The tragedy of 9/11 was real enough, and was felt by all of us as an atrocious attack on the innocent. That sentiment was subsequently and shamelessly exploited. Few observers doubted the central motivation: outrage caused in Saudi Arabia by the continuing presence of US troops – including women – on Saudi soil. The actors of the drama were nearly all Saudis, living in Europe (chiefly Germany) and the US. The whole plan was a Saudi product, probably funded by Saudi benefactors of strong religious beliefs –  the same bankers of madrases all over Africa and the far East where militant Islam is taught relentlessly to this day. The episode had little if anything to do with Afghanistan, Iraq or any of the future targets of the “war on terror”. Yet the story of “international” terrorists was spun ad nauseam. It is, in a way, the other side of the “international community” coin. Black and white, a convenient “them” and “us”. The media ignored the role played by those countries (Saudi, Yemen, Qatar, Kuwait, Bahrain and others, and the then dictatorships of Egypt and Tunisia) supported militarily by the US and Europe. The continuing fault line caused by the Israeli government policies towards its neighbours and the Palestinian people was equally glossed over. A decade later Iraq stands in ruins, the entire the war in Afghanistan is lingering through countless suffering for its people, more trouble brewing up in Pakistan, thousands of maimed ex-soldiers damaged physically and mentally for life, and of course the colossal costs of the intervention for western countries on the brink of bankruptcy… I hesitate to mention Bin Laden himself, but enough is to say that the man who was a mere agent for channelling Saudi money to the Afghan resistance to the Soviet armies, had probably very little to do with events in the US. Already a sick man at the end of the Russian withdrawal in 1989 – after, incidentally, a pointless 10-year murderous war – his appearance on obscure videos served mostly to fuel the neo-conservatives’s propaganda machine. He may or not have died earlier in the caverns of northern Afghanistan, or in his jail in Pakistan as claimed later by the US government. Does it matter? Not to the victims of the “war on terror”, that is certain.

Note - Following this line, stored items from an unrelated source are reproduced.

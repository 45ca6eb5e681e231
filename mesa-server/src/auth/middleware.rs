//! Authentication middleware
//!
//! [`authenticate`] runs on every request: a valid bearer token puts a
//! [`CurrentUser`] into the request extensions, a missing header leaves the
//! request anonymous, a bad token is rejected. Route groups then add
//! [`require_staff`] or [`require_admin`].

use axum::{
    extract::{Request, State},
    middleware::Next,
    response::Response,
};

use crate::auth::{CurrentUser, JwtError, JwtService};
use crate::core::ServerState;
use crate::utils::{AppError, ErrorCode};

/// Resolve the bearer token, if any, into a [`CurrentUser`]
///
/// | Case | Result |
/// |------|--------|
/// | no `Authorization` header | request continues anonymously |
/// | malformed header / bad token | 401 `TokenInvalid` |
/// | expired token | 401 `TokenExpired` |
pub async fn authenticate(
    State(state): State<ServerState>,
    mut req: Request,
    next: Next,
) -> Result<Response, AppError> {
    if req.method() == http::Method::OPTIONS {
        return Ok(next.run(req).await);
    }

    let auth_header = req
        .headers()
        .get(http::header::AUTHORIZATION)
        .and_then(|h| h.to_str().ok());

    let Some(header) = auth_header else {
        return Ok(next.run(req).await);
    };

    let token = JwtService::extract_from_header(header)
        .ok_or_else(|| AppError::invalid_token("Invalid authorization header"))?;

    match state.jwt_service.validate_token(token) {
        Ok(claims) => {
            let user = CurrentUser::from(claims);
            req.extensions_mut().insert(user);
            Ok(next.run(req).await)
        }
        Err(e) => {
            tracing::warn!(target: "security", error = %e, uri = %req.uri(), "Token rejected");
            match e {
                JwtError::ExpiredToken => Err(AppError::token_expired()),
                _ => Err(AppError::invalid_token("Invalid token")),
            }
        }
    }
}

/// Require an admin or kitchen principal
pub async fn require_staff(req: Request, next: Next) -> Result<Response, AppError> {
    let user = req.current_user()?;
    if !user.is_staff() {
        tracing::warn!(
            target: "security",
            user_id = %user.id,
            username = %user.username,
            role = %user.role,
            "Staff role required"
        );
        return Err(AppError::new(ErrorCode::RoleRequired));
    }
    Ok(next.run(req).await)
}

/// Require an admin principal
pub async fn require_admin(req: Request, next: Next) -> Result<Response, AppError> {
    let user = req.current_user()?;
    if !user.is_admin() {
        tracing::warn!(
            target: "security",
            user_id = %user.id,
            username = %user.username,
            role = %user.role,
            "Admin role required"
        );
        return Err(AppError::new(ErrorCode::AdminRequired));
    }
    Ok(next.run(req).await)
}

/// Access the authenticated user from a request
pub trait CurrentUserExt {
    /// 401 when the request carries no valid token
    fn current_user(&self) -> Result<&CurrentUser, AppError>;
}

impl CurrentUserExt for Request {
    fn current_user(&self) -> Result<&CurrentUser, AppError> {
        self.extensions()
            .get::<CurrentUser>()
            .ok_or_else(AppError::unauthorized)
    }
}
//! Data models
//!
//! Shared between mesa-server and its clients (via API).
//! DB row types use `#[cfg_attr(feature = "db", derive(sqlx::FromRow))]`.
//! All IDs are `i64` (SQLite INTEGER PRIMARY KEY), timestamps are Unix millis,
//! money is an integer amount of minor currency units.

pub mod contact;
pub mod dashboard;
pub mod dining_table;
pub mod menu_item;
pub mod order;
pub mod reservation;

// Re-exports
pub use contact::*;
pub use dashboard::*;
pub use dining_table::*;
pub use menu_item::*;
pub use order::*;
pub use reservation::*;

use serde::{Deserialize, Serialize};

/// Body of the `PATCH .../status` endpoints
///
/// Kept as a plain string so unknown values surface as a typed
/// `InvalidOrderStatus` / `InvalidTableStatus` error instead of a body rejection.
#[derive(Debug, Clone, Serialize, Deserialize)]
pub struct StatusUpdate {
    pub status: String,
}

/// Response of delete endpoints
#[derive(Debug, Clone, Serialize, Deserialize, PartialEq, Eq)]
pub struct Deleted {
    pub deleted: bool,
    pub id: i64,
}

impl Deleted {
    pub fn new(id: i64) -> Self {
        Self { deleted: true, id }
    }
}
//! Mesa Server - restaurant ordering and reservation service
//!
//! # Module layout
//!
//! ```text
//! mesa-server/src/
//! ├── core/          # config, state, server, background tasks
//! ├── auth/          # JWT verification, role middleware
//! ├── services/      # orders, tables, reservations, menu, ...
//! ├── api/           # HTTP routes and handlers
//! ├── cache/         # TTL cache for availability lookups
//! ├── db/            # SQLite pool, migrations, repositories
//! └── utils/         # clock, deadlines, logging, validation
//! ```

pub mod api;
pub mod auth;
pub mod cache;
pub mod core;
pub mod db;
pub mod services;
pub mod utils;

pub use auth::{CurrentUser, JwtService};
pub use core::{Config, Server, ServerState};
pub use utils::{ApiResponse, AppError, AppResult, ErrorCategory, ErrorCode};

pub use utils::logger::init_logger_with_file;

/// Load `.env` and start logging
///
/// Logging settings are read before the full [`Config`] so that config
/// warnings are already visible.
pub fn setup_environment() -> Result<(), Box<dyn std::error::Error>> {
    if let Err(e) = dotenv::dotenv()
        && !e.not_found()
    {
        return Err(Box::new(e));
    }

    let log_level = std::env::var("LOG_LEVEL").ok();
    let log_json = std::env::var("LOG_JSON").ok().and_then(|v| v.parse().ok());
    let log_dir = std::env::var("LOG_DIR").ok().filter(|d| !d.is_empty());
    init_logger_with_file(log_level.as_deref(), log_json, log_dir.as_deref());
    Ok(())
}

pub fn print_banner() {
    println!(
        r#"
    __  ___
   /  |/  /__  _________ _
  / /|_/ / _ \/ ___/ __ `/
 / /  / /  __(__  ) /_/ /
/_/  /_/\___/____/\__,_/
    "#
    );
}
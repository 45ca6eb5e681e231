//! Error bodies, status mapping and route access control

mod common;

use common::{TestApp, dine_in_order, reservation, takeout_order};
use http::{Method, StatusCode};
use mesa_server::ErrorCode;
use serde_json::json;

fn code(c: ErrorCode) -> u64 {
    c.code() as u64
}

#[tokio::test]
async fn test_validation_errors_are_400_with_details() {
    let app = TestApp::new().await;

    let bad_table = app.create_table("centro", 0, 2).await;
    assert_eq!(bad_table.status, StatusCode::BAD_REQUEST);
    assert_eq!(bad_table.code(), code(ErrorCode::ValueOutOfRange));
    assert_eq!(bad_table.body["details"]["field"], "table_number");
    assert!(bad_table.body["message"].as_str().unwrap().contains("table_number"));

    let mut no_items = takeout_order();
    no_items["items"] = json!([]);
    let empty = app.create_order(no_items).await;
    assert_eq!(empty.status, StatusCode::BAD_REQUEST);
    assert_eq!(empty.code(), code(ErrorCode::OrderEmpty));

    let no_table = app.create_order(json!({
        "order": {
            "customer_name": "Ana",
            "customer_phone": "600",
            "order_type": "dine-in",
            "location_id": "centro"
        },
        "items": [{ "menu_item_id": 1, "quantity": 1, "unit_price": 100 }]
    }))
    .await;
    assert_eq!(no_table.status, StatusCode::BAD_REQUEST);
    assert_eq!(no_table.code(), code(ErrorCode::TableRequired));

    let bad_reservation = app
        .post("/api/reservations", reservation("2025-02-30", "19:00"), None)
        .await;
    assert_eq!(bad_reservation.status, StatusCode::BAD_REQUEST);
    assert_eq!(bad_reservation.body["details"]["field"], "date");
}

#[tokio::test]
async fn test_malformed_payloads_are_400() {
    let app = TestApp::new().await;

    let mut drive_thru = takeout_order();
    drive_thru["order"]["order_type"] = json!("drive-thru");
    let unknown_type = app.create_order(drive_thru).await;
    assert_eq!(unknown_type.status, StatusCode::BAD_REQUEST);
    assert_eq!(unknown_type.code(), code(ErrorCode::InvalidOrderType));
    assert_eq!(unknown_type.body["details"]["field"], "order_type");

    let missing_field = app.post("/api/contacts", json!({ "name": "Pilar" }), None).await;
    assert_eq!(missing_field.status, StatusCode::BAD_REQUEST);
    assert_eq!(missing_field.code(), code(ErrorCode::ValidationFailed));
}

#[tokio::test]
async fn test_unknown_status_values() {
    let app = TestApp::new().await;
    let table_id = app.create_table("centro", 1, 2).await.id();
    let order_id = app.create_order(dine_in_order(table_id)).await.id();

    let order = app.set_order_status(order_id, "served").await;
    assert_eq!(order.status, StatusCode::BAD_REQUEST);
    assert_eq!(order.code(), code(ErrorCode::InvalidOrderStatus));

    let table = app
        .request(
            Method::PATCH,
            &format!("/api/tables/{table_id}/status"),
            Some(json!({ "status": "broken" })),
            Some(&app.kitchen_token),
        )
        .await;
    assert_eq!(table.status, StatusCode::BAD_REQUEST);
    assert_eq!(table.code(), code(ErrorCode::InvalidTableStatus));

    let maintenance = app
        .request(
            Method::PATCH,
            &format!("/api/tables/{table_id}/status"),
            Some(json!({ "status": "maintenance" })),
            Some(&app.kitchen_token),
        )
        .await;
    assert_eq!(maintenance.status, StatusCode::OK);
    assert_eq!(maintenance.body["status"], "maintenance");
}

#[tokio::test]
async fn test_not_found_codes() {
    let app = TestApp::new().await;

    let cases = [
        ("/api/menu/99", ErrorCode::MenuItemNotFound),
        ("/api/orders/99", ErrorCode::OrderNotFound),
        ("/api/tables/99", ErrorCode::TableNotFound),
    ];
    for (uri, expected) in cases {
        let response = app.admin_get(uri).await;
        assert_eq!(response.status, StatusCode::NOT_FOUND, "{uri}");
        assert_eq!(response.code(), code(expected), "{uri}");
    }

    let reservation = app.admin_delete("/api/reservations/99").await;
    assert_eq!(reservation.status, StatusCode::NOT_FOUND);
    assert_eq!(reservation.code(), code(ErrorCode::ReservationNotFound));

    let unknown = app.get("/api/nothing-here", None).await;
    assert_eq!(unknown.status, StatusCode::NOT_FOUND);
}

#[tokio::test]
async fn test_staff_routes_require_token_and_role() {
    let app = TestApp::new().await;

    let anonymous = app.get("/api/orders", None).await;
    assert_eq!(anonymous.status, StatusCode::UNAUTHORIZED);
    assert_eq!(anonymous.code(), code(ErrorCode::NotAuthenticated));

    let guest = app.get("/api/kitchen/orders", Some(&app.guest_token)).await;
    assert_eq!(guest.status, StatusCode::FORBIDDEN);
    assert_eq!(guest.code(), code(ErrorCode::RoleRequired));

    let kitchen = app.get("/api/orders", Some(&app.kitchen_token)).await;
    assert_eq!(kitchen.status, StatusCode::OK);
    let admin = app.get("/api/reservations", Some(&app.admin_token)).await;
    assert_eq!(admin.status, StatusCode::OK);
}

#[tokio::test]
async fn test_admin_routes_reject_kitchen_staff() {
    let app = TestApp::new().await;
    let table_id = app.create_table("centro", 1, 2).await.id();
    let kitchen = Some(app.kitchen_token.as_str());

    let create_menu = app
        .post("/api/menu", json!({ "name": "Flan", "price": 400, "category": "desserts" }), kitchen)
        .await;
    assert_eq!(create_menu.status, StatusCode::FORBIDDEN);
    assert_eq!(create_menu.code(), code(ErrorCode::AdminRequired));

    let delete_table = app
        .request(Method::DELETE, &format!("/api/tables/{table_id}"), None, kitchen)
        .await;
    assert_eq!(delete_table.status, StatusCode::FORBIDDEN);

    for uri in ["/api/contacts", "/api/dashboard/summary"] {
        let response = app.get(uri, kitchen).await;
        assert_eq!(response.status, StatusCode::FORBIDDEN, "{uri}");
        let response = app.get(uri, None).await;
        assert_eq!(response.status, StatusCode::UNAUTHORIZED, "{uri}");
    }

    assert_eq!(app.count_rows("menu_item").await, 0);
    assert_eq!(app.count_rows("dining_table").await, 1);
}

#[tokio::test]
async fn test_public_routes_need_no_token() {
    let app = TestApp::new().await;

    assert_eq!(app.get("/api/menu", None).await.status, StatusCode::OK);
    assert_eq!(
        app.get("/api/availability?date=2025-06-01&time=20:00", None).await.status,
        StatusCode::OK
    );
    assert_eq!(app.create_order(takeout_order()).await.status, StatusCode::OK);
    assert_eq!(
        app.post("/api/reservations", reservation("2025-06-01", "20:00"), None)
            .await
            .status,
        StatusCode::OK
    );
}

#[tokio::test]
async fn test_bad_token_is_rejected_even_on_public_routes() {
    let app = TestApp::new().await;

    let garbage = app.get("/api/menu", Some("not-a-jwt")).await;
    assert_eq!(garbage.status, StatusCode::UNAUTHORIZED);
    assert_eq!(garbage.code(), code(ErrorCode::TokenInvalid));

    let missing_params = app.get("/api/availability?date=2025-06-01", None).await;
    assert_eq!(missing_params.status, StatusCode::BAD_REQUEST);
    assert_eq!(missing_params.body["details"]["field"], "time");
    assert_eq!(missing_params.code(), code(ErrorCode::RequiredField));
}

#[tokio::test]
async fn test_request_id_is_echoed() {
    let app = TestApp::new().await;
    let request = http::Request::builder()
        .uri("/health")
        .header("x-request-id", "req-123")
        .body(axum::body::Body::empty())
        .unwrap();

    use tower::ServiceExt;
    let response = app.app.clone().oneshot(request).await.unwrap();
    assert_eq!(response.headers()["x-request-id"], "req-123");
}
//! Order API Handlers

use axum::{
    Json,
    extract::{Path, Query, State},
};

use crate::core::ServerState;
use crate::utils::{AppJson, AppResult, with_deadline};
use shared::models::{CreateOrderRequest, Deleted, Order, OrderDetail, OrderFilter, StatusUpdate};

/// GET /api/orders - newest first, `?status=&location=`
pub async fn list(
    State(state): State<ServerState>,
    Query(filter): Query<OrderFilter>,
) -> AppResult<Json<Vec<Order>>> {
    let orders = state.orders.clone();
    let list = with_deadline(state.config.request_timeout(), async move {
        orders.list_orders(&filter).await
    })
    .await?;
    Ok(Json(list))
}

/// GET /api/orders/:id - order with its items
pub async fn get_by_id(
    State(state): State<ServerState>,
    Path(id): Path<i64>,
) -> AppResult<Json<OrderDetail>> {
    let orders = state.orders.clone();
    let detail = with_deadline(state.config.request_timeout(), async move { orders.get_order(id).await }).await?;
    Ok(Json(detail))
}

/// POST /api/orders - `{ order, items[] }`
pub async fn create(
    State(state): State<ServerState>,
    AppJson(payload): AppJson<CreateOrderRequest>,
) -> AppResult<Json<OrderDetail>> {
    let orders = state.orders.clone();
    let detail = with_deadline(state.config.request_timeout(), async move {
        orders.create_order(payload).await
    })
    .await?;
    Ok(Json(detail))
}

/// PATCH /api/orders/:id/status - `{ status }`
pub async fn update_status(
    State(state): State<ServerState>,
    Path(id): Path<i64>,
    AppJson(payload): AppJson<StatusUpdate>,
) -> AppResult<Json<Order>> {
    let orders = state.orders.clone();
    let order = with_deadline(state.config.request_timeout(), async move {
        orders.update_order_status(id, &payload.status).await
    })
    .await?;
    Ok(Json(order))
}

/// DELETE /api/orders/:id
pub async fn delete(State(state): State<ServerState>, Path(id): Path<i64>) -> AppResult<Json<Deleted>> {
    let orders = state.orders.clone();
    with_deadline(state.config.request_timeout(), async move { orders.delete_order(id).await }).await?;
    Ok(Json(Deleted::new(id)))
}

What matters to “us” is that – it is claimed – there is “no real alternative” to the criminal austerity policies imposed on the hapless people of the western hemisphere by government solely committed to the privileged 1% of society that is benefiting from the collapse of the post-war status-quo. I am writing about the whole episode of the rebirth of hayekian reactionary policies since the late 70’s, through the many crises of the 90’s, and the socialisation of the financial “losses” since 2008. The Chinese media called the rescue of the bankrupt financial sector in the US “Socialism with US characteristics”. Indeed. The transfer of speculators and gangsters losses to the larger public has sunk the fragile fiscal equilibrium of those nations, already hit by rising inequalities of income and unemployment. For how long will European and American public opinions tolerate the war on the poor and unemployed conducted by the various administrations of those countries is hard to predict. Revolutions are also made of myths, and unintended consequences…

End of an era?

It was bound to end, sooner or later. Back in 2004 Madeleine Albright already asked: “Do you imagine they have Bin Laden somewhere in a cage?” This was shortly before the November elections, and not long after the US Military had got hold of Sadam. One may wonder about the timing, what with the Libyan fiasco in the making, no real good news in Afghanistan, and of course the near deadlock in Congress. It remains that one evil has bitten the dust and few people will shed tears.
This won’t hurt the President’s prospects of reelection either. Whether it helps in the current conflict is another matter. UBL may have had currency in some circles but we may be correct in doubting any serious influence with the Afghan insurgency. Al Qaeda was a foreign import, straight from that evil nest of all evil in the Arab peninsula, and, sadly, the machinations of the State department back all these years during the Soviet war.
In a way this may invite some of us to reflect on the state of our world. UBL never faced a criminal court of law as he and his henchmen should have. I for one will regret it.